▶ _Exercise_
Copy out each line of the data below in which "again" appears.

▶ _Stored data entries_
----

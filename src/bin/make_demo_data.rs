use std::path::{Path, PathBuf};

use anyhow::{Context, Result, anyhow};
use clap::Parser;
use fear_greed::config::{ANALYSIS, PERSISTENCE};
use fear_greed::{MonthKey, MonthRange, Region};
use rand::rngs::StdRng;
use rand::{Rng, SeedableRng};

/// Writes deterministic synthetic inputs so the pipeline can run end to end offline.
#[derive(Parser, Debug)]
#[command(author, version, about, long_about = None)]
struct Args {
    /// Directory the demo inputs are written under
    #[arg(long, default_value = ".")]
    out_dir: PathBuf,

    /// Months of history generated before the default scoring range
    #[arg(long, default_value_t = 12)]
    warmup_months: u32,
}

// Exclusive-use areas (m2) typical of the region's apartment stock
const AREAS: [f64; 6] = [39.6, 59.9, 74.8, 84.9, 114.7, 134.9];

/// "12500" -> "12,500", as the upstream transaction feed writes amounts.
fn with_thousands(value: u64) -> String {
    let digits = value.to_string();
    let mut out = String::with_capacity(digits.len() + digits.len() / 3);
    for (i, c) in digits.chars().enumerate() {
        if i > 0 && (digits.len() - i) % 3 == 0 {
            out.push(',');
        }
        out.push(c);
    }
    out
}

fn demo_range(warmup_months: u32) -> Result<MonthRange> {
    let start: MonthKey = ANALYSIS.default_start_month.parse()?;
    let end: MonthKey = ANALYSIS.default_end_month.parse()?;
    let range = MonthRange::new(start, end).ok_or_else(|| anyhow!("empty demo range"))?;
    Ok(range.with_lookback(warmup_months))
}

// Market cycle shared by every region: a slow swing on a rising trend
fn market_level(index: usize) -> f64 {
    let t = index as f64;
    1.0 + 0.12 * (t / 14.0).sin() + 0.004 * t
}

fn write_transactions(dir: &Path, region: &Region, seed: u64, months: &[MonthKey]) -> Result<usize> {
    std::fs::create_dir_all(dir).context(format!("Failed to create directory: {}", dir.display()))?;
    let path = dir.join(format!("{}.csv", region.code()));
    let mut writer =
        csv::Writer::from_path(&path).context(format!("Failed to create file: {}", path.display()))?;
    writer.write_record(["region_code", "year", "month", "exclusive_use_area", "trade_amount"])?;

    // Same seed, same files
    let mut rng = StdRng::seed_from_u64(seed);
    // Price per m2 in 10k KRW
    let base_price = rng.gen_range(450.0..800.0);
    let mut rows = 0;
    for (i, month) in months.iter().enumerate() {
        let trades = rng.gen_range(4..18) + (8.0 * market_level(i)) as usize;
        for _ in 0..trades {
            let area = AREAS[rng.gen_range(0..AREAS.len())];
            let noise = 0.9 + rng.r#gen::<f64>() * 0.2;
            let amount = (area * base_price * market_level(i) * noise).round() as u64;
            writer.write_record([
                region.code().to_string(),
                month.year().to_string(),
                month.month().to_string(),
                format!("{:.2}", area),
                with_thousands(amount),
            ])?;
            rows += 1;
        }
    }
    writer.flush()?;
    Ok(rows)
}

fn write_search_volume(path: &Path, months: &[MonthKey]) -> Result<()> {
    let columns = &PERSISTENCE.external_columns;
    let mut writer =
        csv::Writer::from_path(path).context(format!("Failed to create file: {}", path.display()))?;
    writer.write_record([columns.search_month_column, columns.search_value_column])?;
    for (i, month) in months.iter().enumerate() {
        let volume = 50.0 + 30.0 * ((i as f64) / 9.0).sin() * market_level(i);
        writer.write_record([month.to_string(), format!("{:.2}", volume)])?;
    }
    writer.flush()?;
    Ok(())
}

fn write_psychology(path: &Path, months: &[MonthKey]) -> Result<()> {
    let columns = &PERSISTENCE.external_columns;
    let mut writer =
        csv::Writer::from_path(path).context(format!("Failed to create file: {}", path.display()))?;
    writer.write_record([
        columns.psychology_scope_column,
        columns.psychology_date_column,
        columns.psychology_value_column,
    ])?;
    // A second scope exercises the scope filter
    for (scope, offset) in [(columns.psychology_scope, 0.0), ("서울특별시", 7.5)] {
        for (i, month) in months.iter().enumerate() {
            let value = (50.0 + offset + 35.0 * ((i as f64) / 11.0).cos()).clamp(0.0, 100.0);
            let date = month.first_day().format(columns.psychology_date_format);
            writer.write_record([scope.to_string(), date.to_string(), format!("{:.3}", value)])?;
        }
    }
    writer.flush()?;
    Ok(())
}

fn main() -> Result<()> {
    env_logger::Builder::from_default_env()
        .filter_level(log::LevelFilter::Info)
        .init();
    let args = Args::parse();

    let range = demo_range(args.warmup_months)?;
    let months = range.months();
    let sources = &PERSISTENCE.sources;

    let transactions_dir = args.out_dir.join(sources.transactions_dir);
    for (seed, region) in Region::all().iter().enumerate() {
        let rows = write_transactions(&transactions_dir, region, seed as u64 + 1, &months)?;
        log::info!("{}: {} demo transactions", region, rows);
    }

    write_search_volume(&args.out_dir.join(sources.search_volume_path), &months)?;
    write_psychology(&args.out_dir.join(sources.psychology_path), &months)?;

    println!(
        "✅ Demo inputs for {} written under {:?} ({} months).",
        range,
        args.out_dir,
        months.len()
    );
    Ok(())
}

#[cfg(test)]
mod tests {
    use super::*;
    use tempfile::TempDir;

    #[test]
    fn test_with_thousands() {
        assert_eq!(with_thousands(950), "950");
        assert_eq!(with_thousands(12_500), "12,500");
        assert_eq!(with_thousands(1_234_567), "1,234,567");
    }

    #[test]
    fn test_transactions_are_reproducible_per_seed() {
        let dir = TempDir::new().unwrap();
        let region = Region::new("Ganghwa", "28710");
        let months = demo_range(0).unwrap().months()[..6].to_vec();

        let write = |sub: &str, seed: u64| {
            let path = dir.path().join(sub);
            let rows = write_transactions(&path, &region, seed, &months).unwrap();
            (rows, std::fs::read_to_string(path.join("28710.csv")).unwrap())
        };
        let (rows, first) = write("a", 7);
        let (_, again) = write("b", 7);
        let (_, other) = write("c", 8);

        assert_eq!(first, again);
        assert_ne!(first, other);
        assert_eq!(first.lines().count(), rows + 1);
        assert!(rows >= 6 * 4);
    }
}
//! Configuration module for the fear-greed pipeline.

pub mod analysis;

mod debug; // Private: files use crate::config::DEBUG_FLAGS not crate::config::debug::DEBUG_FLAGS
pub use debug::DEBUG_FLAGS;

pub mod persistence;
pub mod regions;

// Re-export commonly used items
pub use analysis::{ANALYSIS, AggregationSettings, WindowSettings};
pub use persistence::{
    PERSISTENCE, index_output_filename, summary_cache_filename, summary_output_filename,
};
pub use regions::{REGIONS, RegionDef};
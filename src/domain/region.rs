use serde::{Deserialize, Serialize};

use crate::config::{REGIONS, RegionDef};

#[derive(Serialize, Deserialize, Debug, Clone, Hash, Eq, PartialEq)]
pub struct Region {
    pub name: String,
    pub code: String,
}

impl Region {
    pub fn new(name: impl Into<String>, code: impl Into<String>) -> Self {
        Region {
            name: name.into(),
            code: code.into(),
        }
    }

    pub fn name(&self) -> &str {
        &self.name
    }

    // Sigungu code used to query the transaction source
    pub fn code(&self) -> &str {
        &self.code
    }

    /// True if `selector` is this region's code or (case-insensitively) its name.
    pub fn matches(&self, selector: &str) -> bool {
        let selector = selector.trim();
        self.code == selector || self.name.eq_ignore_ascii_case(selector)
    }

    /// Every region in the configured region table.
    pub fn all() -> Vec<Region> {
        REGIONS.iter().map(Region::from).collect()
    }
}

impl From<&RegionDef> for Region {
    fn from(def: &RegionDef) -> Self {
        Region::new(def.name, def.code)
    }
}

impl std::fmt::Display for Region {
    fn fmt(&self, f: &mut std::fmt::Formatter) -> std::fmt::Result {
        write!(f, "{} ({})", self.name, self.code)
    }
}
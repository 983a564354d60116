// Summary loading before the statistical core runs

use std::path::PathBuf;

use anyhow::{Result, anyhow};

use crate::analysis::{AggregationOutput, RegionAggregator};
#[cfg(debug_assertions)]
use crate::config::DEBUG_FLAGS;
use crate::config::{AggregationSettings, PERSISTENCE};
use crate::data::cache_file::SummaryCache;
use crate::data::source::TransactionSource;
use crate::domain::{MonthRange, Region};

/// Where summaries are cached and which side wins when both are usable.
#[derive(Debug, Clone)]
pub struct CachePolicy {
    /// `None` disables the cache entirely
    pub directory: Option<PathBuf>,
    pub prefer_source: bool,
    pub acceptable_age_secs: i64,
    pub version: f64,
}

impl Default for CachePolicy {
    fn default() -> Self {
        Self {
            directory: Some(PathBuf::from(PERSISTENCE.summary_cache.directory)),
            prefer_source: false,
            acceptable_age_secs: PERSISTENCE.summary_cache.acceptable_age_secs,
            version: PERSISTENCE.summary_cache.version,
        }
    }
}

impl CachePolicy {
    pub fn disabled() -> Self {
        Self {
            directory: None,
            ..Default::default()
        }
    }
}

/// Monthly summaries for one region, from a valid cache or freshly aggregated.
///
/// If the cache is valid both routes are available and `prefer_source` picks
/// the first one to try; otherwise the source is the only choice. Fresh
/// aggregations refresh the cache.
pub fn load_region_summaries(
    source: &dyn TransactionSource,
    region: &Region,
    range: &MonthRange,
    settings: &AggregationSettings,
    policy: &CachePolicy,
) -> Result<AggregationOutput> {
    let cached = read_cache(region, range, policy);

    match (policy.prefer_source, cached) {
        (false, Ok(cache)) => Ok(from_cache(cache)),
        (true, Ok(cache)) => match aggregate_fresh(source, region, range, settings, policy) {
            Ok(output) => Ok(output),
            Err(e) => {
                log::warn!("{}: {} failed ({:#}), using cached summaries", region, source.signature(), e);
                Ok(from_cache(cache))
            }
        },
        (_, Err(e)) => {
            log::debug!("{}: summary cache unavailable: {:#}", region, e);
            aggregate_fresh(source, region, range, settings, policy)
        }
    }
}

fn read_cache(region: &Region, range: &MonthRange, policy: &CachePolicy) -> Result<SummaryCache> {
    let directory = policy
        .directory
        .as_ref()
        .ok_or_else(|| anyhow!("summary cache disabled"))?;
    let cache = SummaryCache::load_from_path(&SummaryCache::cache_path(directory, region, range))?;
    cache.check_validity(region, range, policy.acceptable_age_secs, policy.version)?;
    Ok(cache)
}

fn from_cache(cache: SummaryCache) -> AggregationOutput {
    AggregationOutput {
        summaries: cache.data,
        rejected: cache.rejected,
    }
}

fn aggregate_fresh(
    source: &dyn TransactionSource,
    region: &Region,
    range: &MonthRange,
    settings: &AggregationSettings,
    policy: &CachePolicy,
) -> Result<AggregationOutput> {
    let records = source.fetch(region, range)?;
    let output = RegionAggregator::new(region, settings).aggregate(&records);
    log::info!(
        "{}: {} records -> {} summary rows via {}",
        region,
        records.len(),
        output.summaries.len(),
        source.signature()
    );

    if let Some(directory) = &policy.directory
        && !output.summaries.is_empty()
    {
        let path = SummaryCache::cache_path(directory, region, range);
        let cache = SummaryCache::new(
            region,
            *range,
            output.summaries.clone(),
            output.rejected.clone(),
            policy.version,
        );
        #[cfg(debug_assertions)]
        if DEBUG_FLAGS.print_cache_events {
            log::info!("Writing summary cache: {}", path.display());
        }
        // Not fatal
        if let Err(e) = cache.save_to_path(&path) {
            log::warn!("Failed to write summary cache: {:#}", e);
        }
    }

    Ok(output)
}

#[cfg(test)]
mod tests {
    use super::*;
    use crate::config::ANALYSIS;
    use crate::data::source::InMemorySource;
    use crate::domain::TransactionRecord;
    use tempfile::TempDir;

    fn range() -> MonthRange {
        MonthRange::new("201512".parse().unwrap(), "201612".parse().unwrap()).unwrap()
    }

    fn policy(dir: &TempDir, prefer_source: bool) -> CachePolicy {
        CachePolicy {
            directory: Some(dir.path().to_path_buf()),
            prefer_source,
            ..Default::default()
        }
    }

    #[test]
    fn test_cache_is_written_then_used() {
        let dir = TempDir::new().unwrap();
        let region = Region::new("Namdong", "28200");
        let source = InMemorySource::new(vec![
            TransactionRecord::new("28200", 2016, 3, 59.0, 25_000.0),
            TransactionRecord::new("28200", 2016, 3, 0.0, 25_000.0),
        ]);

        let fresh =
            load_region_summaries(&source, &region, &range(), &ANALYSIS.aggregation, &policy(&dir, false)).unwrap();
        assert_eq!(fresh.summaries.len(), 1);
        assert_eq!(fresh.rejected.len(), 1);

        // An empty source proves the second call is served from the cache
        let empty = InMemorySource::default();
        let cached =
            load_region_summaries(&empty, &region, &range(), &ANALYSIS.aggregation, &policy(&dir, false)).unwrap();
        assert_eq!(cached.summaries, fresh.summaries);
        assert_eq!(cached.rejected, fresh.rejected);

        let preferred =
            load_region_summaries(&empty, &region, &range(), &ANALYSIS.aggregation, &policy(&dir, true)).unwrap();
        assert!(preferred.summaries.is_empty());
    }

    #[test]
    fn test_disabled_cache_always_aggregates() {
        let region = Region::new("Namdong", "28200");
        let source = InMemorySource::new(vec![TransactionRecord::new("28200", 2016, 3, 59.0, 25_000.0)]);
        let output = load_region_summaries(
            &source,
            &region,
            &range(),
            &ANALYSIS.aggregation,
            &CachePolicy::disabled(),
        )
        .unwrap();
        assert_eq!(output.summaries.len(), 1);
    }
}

----

▶ _Response below_
        let (_, again) = write("b", 7);
        assert_eq!(first, again);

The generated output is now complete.